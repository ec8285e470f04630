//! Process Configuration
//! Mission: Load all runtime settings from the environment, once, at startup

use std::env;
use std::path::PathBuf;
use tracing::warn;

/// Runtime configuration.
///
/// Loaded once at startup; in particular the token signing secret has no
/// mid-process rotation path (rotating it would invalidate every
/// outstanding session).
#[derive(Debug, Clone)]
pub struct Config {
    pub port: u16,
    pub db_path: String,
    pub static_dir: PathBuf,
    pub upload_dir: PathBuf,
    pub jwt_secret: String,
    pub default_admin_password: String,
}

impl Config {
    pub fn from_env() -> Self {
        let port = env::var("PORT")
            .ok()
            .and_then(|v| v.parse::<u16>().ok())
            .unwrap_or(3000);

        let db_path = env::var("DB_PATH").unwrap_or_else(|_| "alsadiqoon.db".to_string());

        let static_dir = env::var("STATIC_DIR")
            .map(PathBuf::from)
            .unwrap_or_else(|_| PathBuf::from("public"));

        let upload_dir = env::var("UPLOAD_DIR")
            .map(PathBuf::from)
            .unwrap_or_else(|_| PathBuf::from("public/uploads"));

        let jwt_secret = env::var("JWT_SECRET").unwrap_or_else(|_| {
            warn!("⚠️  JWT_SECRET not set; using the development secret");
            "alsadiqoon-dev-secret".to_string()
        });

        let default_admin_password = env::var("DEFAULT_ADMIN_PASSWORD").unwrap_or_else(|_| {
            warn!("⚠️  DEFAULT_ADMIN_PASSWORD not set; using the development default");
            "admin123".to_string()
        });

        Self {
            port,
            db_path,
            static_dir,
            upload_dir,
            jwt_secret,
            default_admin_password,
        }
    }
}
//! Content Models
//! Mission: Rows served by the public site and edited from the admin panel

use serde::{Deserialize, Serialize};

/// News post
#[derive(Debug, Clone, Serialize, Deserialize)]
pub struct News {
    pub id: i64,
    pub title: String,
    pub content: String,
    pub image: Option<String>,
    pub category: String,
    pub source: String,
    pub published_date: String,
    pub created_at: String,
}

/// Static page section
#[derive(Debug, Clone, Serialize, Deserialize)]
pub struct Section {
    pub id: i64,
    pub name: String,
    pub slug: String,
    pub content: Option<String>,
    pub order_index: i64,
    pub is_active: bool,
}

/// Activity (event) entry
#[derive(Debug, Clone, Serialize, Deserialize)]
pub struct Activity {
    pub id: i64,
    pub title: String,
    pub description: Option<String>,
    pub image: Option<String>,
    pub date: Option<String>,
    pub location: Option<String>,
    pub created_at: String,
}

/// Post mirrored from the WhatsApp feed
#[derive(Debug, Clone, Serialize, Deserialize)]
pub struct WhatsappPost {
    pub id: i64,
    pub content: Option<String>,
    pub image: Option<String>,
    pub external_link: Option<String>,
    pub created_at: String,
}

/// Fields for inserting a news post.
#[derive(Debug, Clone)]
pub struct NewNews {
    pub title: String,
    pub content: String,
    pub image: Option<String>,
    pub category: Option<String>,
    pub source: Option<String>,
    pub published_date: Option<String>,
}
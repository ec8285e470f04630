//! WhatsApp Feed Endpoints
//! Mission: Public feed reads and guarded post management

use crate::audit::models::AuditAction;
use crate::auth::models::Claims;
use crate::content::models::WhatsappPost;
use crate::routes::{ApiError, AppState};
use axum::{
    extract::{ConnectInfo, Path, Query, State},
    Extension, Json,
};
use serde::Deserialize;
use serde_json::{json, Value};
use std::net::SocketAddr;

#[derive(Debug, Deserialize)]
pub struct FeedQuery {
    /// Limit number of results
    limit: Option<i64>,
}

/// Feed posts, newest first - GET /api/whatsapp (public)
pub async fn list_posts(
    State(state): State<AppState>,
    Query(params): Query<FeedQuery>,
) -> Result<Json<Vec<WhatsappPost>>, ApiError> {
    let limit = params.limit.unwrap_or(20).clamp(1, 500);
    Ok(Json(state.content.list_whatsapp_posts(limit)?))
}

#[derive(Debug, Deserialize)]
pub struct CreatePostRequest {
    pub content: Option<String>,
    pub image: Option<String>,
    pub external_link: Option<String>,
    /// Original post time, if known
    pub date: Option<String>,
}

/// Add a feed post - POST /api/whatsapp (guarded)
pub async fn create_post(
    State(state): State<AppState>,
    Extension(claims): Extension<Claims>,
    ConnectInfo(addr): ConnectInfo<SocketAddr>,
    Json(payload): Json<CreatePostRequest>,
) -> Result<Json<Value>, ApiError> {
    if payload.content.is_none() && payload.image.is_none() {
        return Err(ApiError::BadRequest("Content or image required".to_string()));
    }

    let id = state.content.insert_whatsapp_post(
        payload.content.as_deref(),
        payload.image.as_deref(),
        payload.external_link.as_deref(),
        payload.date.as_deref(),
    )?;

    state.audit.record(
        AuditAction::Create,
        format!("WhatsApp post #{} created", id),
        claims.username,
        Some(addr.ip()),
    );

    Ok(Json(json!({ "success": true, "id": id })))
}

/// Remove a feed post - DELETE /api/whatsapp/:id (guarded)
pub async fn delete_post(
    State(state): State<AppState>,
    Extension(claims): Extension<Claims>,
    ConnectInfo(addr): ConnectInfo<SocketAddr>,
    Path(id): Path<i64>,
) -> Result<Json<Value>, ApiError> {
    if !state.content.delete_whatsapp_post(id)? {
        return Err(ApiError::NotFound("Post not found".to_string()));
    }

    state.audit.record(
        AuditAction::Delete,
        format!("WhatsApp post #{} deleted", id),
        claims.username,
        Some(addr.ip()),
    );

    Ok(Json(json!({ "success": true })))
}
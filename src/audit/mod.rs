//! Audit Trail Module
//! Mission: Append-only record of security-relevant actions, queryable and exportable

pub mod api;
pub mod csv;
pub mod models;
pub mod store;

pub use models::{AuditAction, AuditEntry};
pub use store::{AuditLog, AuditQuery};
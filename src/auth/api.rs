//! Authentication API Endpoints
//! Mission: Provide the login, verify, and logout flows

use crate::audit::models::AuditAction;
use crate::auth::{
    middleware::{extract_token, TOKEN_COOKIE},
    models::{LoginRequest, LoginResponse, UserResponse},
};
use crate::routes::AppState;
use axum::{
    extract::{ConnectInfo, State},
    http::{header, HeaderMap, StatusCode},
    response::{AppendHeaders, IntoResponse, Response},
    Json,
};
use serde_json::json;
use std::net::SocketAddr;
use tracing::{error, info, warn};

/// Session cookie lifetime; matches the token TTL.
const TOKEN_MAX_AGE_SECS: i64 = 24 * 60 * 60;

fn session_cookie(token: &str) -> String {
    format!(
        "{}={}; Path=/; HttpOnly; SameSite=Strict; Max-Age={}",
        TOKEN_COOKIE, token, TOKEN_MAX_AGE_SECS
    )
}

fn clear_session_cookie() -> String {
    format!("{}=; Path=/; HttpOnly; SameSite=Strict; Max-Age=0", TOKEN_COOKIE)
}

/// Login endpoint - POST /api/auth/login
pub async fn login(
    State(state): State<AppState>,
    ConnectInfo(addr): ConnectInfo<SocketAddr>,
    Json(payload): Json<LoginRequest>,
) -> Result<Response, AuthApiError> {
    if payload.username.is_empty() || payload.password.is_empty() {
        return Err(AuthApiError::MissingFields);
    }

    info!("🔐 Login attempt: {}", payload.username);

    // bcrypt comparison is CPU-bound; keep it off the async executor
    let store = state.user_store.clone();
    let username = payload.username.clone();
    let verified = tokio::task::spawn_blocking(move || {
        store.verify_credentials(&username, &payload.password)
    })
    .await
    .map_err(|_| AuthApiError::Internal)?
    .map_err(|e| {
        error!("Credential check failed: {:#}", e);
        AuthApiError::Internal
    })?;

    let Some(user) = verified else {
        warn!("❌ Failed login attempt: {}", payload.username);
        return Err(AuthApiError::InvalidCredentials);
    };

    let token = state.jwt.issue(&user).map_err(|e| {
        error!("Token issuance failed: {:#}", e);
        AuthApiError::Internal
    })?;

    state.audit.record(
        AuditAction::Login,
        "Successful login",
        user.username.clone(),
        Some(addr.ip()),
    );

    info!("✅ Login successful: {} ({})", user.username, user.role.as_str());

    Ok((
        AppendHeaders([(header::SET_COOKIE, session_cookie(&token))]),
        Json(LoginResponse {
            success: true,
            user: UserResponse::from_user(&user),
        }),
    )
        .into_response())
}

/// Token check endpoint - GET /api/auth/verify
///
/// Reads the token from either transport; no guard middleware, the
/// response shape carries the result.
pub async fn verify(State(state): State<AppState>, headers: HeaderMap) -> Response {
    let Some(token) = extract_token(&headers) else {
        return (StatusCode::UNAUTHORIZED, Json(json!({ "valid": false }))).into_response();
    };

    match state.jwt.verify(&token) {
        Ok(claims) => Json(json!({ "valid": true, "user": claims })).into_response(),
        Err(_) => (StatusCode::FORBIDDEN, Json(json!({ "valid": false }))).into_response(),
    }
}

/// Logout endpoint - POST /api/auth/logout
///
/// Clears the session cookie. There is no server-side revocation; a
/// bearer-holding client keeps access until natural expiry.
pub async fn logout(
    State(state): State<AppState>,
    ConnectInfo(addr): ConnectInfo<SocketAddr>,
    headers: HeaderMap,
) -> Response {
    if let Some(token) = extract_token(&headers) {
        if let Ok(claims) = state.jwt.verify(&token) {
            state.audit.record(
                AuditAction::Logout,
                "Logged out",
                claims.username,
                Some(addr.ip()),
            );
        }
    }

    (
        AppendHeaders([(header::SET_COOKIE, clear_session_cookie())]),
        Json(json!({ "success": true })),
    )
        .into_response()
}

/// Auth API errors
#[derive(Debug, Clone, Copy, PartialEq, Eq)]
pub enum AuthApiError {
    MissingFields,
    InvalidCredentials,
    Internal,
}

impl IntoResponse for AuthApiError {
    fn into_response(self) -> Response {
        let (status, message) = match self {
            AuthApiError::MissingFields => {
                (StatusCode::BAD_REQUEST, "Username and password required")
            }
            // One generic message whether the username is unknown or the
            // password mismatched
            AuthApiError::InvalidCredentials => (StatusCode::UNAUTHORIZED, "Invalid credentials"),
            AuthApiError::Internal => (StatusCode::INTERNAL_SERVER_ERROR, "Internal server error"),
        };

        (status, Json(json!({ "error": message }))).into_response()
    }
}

EXERCISE: Check each line of the data above for the string "false" and report only how many lines have it.

TASK RESULT: 2